Panel: Screen all adult patients for use of illegal drugs
A national panel of health experts recommended Tuesday that doctors screen all adult patients for illicit drug use, including improper use of prescription medications. But the group, the U.S. Preventive Services Task Force, stopped short of endorsing such screening for teenagers, a position that puts them at odds with major adolescent health groups.
The panel, which is appointed by the federal Department of Health and Human Services but operates independently, said its proposed guidelines are intended to combat alarmingly high rates of substance abuse in the United States. It cited a 2017 federal survey that found 1 in 10 Americans ages 18 and older said they were using illicit drugs or not using medications in ways that doctors intended.
The panel’s call for increased scrutiny by primary care doctors is an effort to slow the deadly use of opioids, including street fentanyl and heroin as well as prescription painkillers, perhaps the worst public health crisis in a generation. The experts hope that if front-line health professionals can detect patients’ burgeoning abuse of drugs early, they can help contain or reverse the problems.
The group’s guidelines are not binding on doctors but they carry weight: A provision in the Affordable Care Act says that services recommended by the task force must be covered by insurance with minimal or no copayment.
The proposed new guidelines represent a major shift by the panel, which said in 2008 that it did not have sufficient evidence that screenings could help people stop using drugs. But more recent research shows that screening can result in successful intervention, the panel said, so it is recommending that doctors or other health care providers ask patients about drug use either in brief written questionnaires or in private conversation during the office visit.
“We don’t want doctors and nurses to get hung up on one tool or another,” said Dr. Carol Mangione, an author of the proposals who is a professor of medicine and public health at the University of California, Los Angeles. “Just that they do it.”
But the guidelines, which are open for public comment through Sept. 9, carry significant challenges for implementation.
Most doctors have no training in how to elicit honest answers from patients about such a stigmatizing behavior.

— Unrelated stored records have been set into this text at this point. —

impl<'a> Renamer<'a> {
    fn new(src: &'a str, globals: &'a BTreeMap<String, String>) -> Self {
        Self {
            src,
            bytes: src.as_bytes(),
            globals,
            out: String::with_capacity(src.len()),
            pos: 0,
            brackets: Vec::new(),
            prev: Prev::Start,
            newline: false,
            class_heading: None,
        }
    }

    /// Scans code until the end of input, or, inside a template
    /// substitution, until the `}` that closes it (left unconsumed).
    fn code(&mut self, in_template: bool) -> Result<(), PortError> {
        while let Some(&byte) = self.bytes.get(self.pos) {
            match byte {
                b'\n' => {
                    self.newline = true;
                    self.copy_to(self.pos + 1);
                }
                b' ' | b'\t' | b'\r' => self.copy_to(self.pos + 1),
                b'\'' | b'"' => {
                    let end = skip_quoted(self.bytes, self.pos)?;
                    self.copy_to(end);
                    self.set_prev(Prev::Value);
                }
                b'`' => {
                    self.template()?;
                    self.set_prev(Prev::Value);
                }
                b'/' if self.bytes.get(self.pos + 1) == Some(&b'/') => {
                    let end = self.src[self.pos..].find('\n').map_or(self.bytes.len(), |p| self.pos + p);
                    self.copy_to(end);
                }
                b'/' if self.bytes.get(self.pos + 1) == Some(&b'*') => {
                    let close = self.src[self.pos + 2..]
                        .find("*/")
                        .ok_or("unterminated block comment in script")?;
                    self.copy_to(self.pos + 2 + close + 2);
                }
                b'/' => match self.regex_end() {
                    Some(end) => {
                        self.copy_to(end);
                        self.set_prev(Prev::Value);
                    }
                    None => self.punct(byte),
                },
                b'{' => {
                    let kind = if self.class_heading == Some(self.brackets.len()) {
                        self.class_heading = None;
                        b'c'
                    } else {
                        b'{'
                    };
                    self.brackets.push(kind);
                    self.punct(byte);
                }
                b'(' | b'[' => {
                    self.brackets.push(byte);
                    self.punct(byte);
                }
                b'}' if in_template && self.brackets.is_empty() => return Ok(()),
                b'}' => {
                    self.brackets.pop();
                    self.punct(byte);
                }
                b')' | b']' => {
                    self.brackets.pop();
                    self.copy_to(self.pos + 1);
                    self.set_prev(Prev::Value);
                }
                b';' => {
                    if self.class_heading == Some(self.brackets.len()) {
                        self.class_heading = None;
                    }
                    self.punct(byte);
                }
                b'0'..=b'9' => {
                    let end = self.scan_while(|b| b.is_ascii_alphanumeric() || b == b'_' || b == b'.');
                    self.copy_to(end);
                    self.set_prev(Prev::Value);
                }
                b if is_identifier_byte(b) => self.identifier(),
                _ => self.punct(byte),
            }
        }
        if in_template {
            return Err("unterminated template literal in script".into());
        }
        Ok(())
    }

    /// Copies a template literal, scanning each `${...}` as code.
    fn template(&mut self) -> Result<(), PortError> {
        self.copy_to(self.pos + 1);
        loop {
            let rest = &self.bytes[self.pos..];
            let Some(offset) = rest.iter().position(|&b| matches!(b, b'\\' | b'`' | b'$')) else {
                return Err("unterminated template literal in script".into());
            };
            self.copy_to(self.pos + offset);
            match self.bytes[self.pos] {
                b'\\' => {
                    let escaped = self.src[self.pos + 1..].chars().next().map_or(0, char::len_utf8);
                    self.copy_to(self.pos + 1 + escaped);
                }
                b'`' => {
                    self.copy_to(self.pos + 1);
                    return Ok(());
                }
                _ if self.bytes.get(self.pos + 1) == Some(&b'{') => {
                    self.copy_to(self.pos + 2);
                    let outer = std::mem::take(&mut self.brackets);
                    let outer_heading = self.class_heading.take();
                    self.prev = Prev::Start;
                    self.code(true)?;
                    self.brackets = outer;
                    self.class_heading = outer_heading;
                    self.copy_to(self.pos + 1);
                }
                _ => self.copy_to(self.pos + 1),
            }
        }
    }

    fn identifier(&mut self) {
        let start = self.pos;
        let end = self.scan_while(is_identifier_byte);
        let (src, globals) = (self.src, self.globals);
        let name = &src[start..end];
        self.pos = end;

        if name == "class" {
            self.class_heading = Some(self.brackets.len());
        }

        match globals.get(name) {
            Some(renamed) if !self.is_property_access(start) && !self.is_member_name(start, end) => {
                if self.is_shorthand_property(end) {
                    self.out.push_str(name);
                    self.out.push_str(": ");
                }
                self.out.push_str(renamed);
            }
            _ => self.out.push_str(name),
        }
        self.set_prev(Prev::Word(name));
    }

    /// `obj.name`, `obj?.name` or `#name`, but not a spread `...name`.
    fn is_property_access(&self, start: usize) -> bool {
        match self.prev {
            Prev::Punct(b'#') => true,
            Prev::Punct(b'.') => !self.src[..start].trim_end().ends_with("..."),
            _ => false,
        }
    }

    /// Names owned by an object literal or class body rather than scope.
    fn is_member_name(&self, start: usize, end: usize) -> bool {
        match self.brackets.last() {
            Some(b'{') => {
                let next = self.next_significant(end);
                let after_separator = matches!(self.prev, Prev::Punct(b'{' | b','));
                (after_separator && next == Some(b':')) || (next == Some(b'(') && self.is_method_head(start, end))
            }
            Some(b'c') => {
                let starts_member = match self.prev {
                    Prev::Punct(b'{' | b';' | b'}' | b'*') => true,
                    Prev::Word(word) => MEMBER_MODIFIERS.contains(&word),
                    Prev::Value => self.newline,
                    _ => false,
                };
                starts_member && !matches!(self.next_significant(end), Some(b'.'))
            }
            _ => false,
        }
    }

    /// `{ init }`, `{ a, init }` or `{ init = fallback }` inside braces.
    fn is_shorthand_property(&self, end: usize) -> bool {
        self.brackets.last() == Some(&b'{')
            && matches!(self.prev, Prev::Punct(b'{' | b','))
            && matches!(self.next_significant(end), Some(b'}' | b',' | b'='))
            && !self.src[end..].trim_start().starts_with("=>")
    }

    /// A method shorthand `name(...) {` that is not a function declaration.
    fn is_method_head(&self, start: usize, end: usize) -> bool {
        let declared = match self.prev {
            Prev::Word("function") => true,
            Prev::Punct(b'*') => self.src[..start].trim_end().trim_end_matches('*').trim_end().ends_with("function"),
            _ => false,
        };
        if declared {
            return false;
        }
        let Some(open) = self.src[end..].find('(').map(|p| end + p) else {
            return false;
        };
        matching_paren(self.bytes, open).is_some_and(|close| self.next_significant(close) == Some(b'{'))
    }

    /// End of a regex literal starting at the current `/`, if one may start here.
    fn regex_end(&self) -> Option<usize> {
        let allowed = match self.prev {
            Prev::Start | Prev::Punct(_) => true,
            Prev::Word(word) => REGEX_AFTER.contains(&word),
            Prev::Value => false,
        };
        if !allowed {
            return None;
        }
        let mut i = self.pos + 1;
        let mut in_class = false;
        while let Some(&byte) = self.bytes.get(i) {
            match byte {
                b'\\' => i += 2,
                b'\n' => return None,
                b'[' => {
                    in_class = true;
                    i += 1;
                }
                b']' => {
                    in_class = false;
                    i += 1;
                }
                b'/' if !in_class => {
                    let flags = self.bytes[i + 1..].iter().take_while(|b| b.is_ascii_alphabetic()).count();
                    return Some(i + 1 + flags);
                }
                _ => i += 1,
            }
        }
        None
    }

    fn punct(&mut self, byte: u8) {
        self.copy_to(self.pos + 1);
        self.set_prev(Prev::Punct(byte));
    }

    fn set_prev(&mut self, prev: Prev<'a>) {
        self.prev = prev;
        self.newline = false;
    }

    fn copy_to(&mut self, end: usize) {
        let end = end.min(self.bytes.len());
        self.out.push_str(&self.src[self.pos..end]);
        self.pos = end;
    }

    fn scan_while(&self, keep: impl Fn(u8) -> bool) -> usize {
        self.bytes[self.pos..].iter().position(|&b| !keep(b)).map_or(self.bytes.len(), |p| self.pos + p)
    }

    fn next_significant(&self, from: usize) -> Option<u8> {
        self.bytes[from..].iter().copied().find(|b| !b.is_ascii_whitespace())
    }
}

Additionally, medical practices must also be knowledgeable about state laws, some of which require them to report pregnant patients whom they even suspect of using illicit drugs.
And, the task force noted, screening cannot take place in a vacuum: Doctors must be able to offer referrals for further diagnosis and treatment.
Mangione, a primary care physician, said that doctors are becoming increasingly eager to learn about medication-assisted treatments for addiction, because such services can be hard to come by and require special training.
“It’s on all of us providers to understand the diagnostic and treatment sources in our communities and not to use our lack of knowledge as a reason not to treat people,” she said.
The thrust of the recommendations is directed at patients who appear asymptomatic; those in the throes of addiction will be more readily apparent. There is no upper age limit for screening, said Mangione. While some people may assume that patients struggling with substance use disorders will be younger adults, older patients need scrutiny, too.
Careful screening could correct some problems, Mangione said. Since many older patients are prescribed medications from different doctors, some may be taking too many medicines for the same condition, unaware of drug interactions.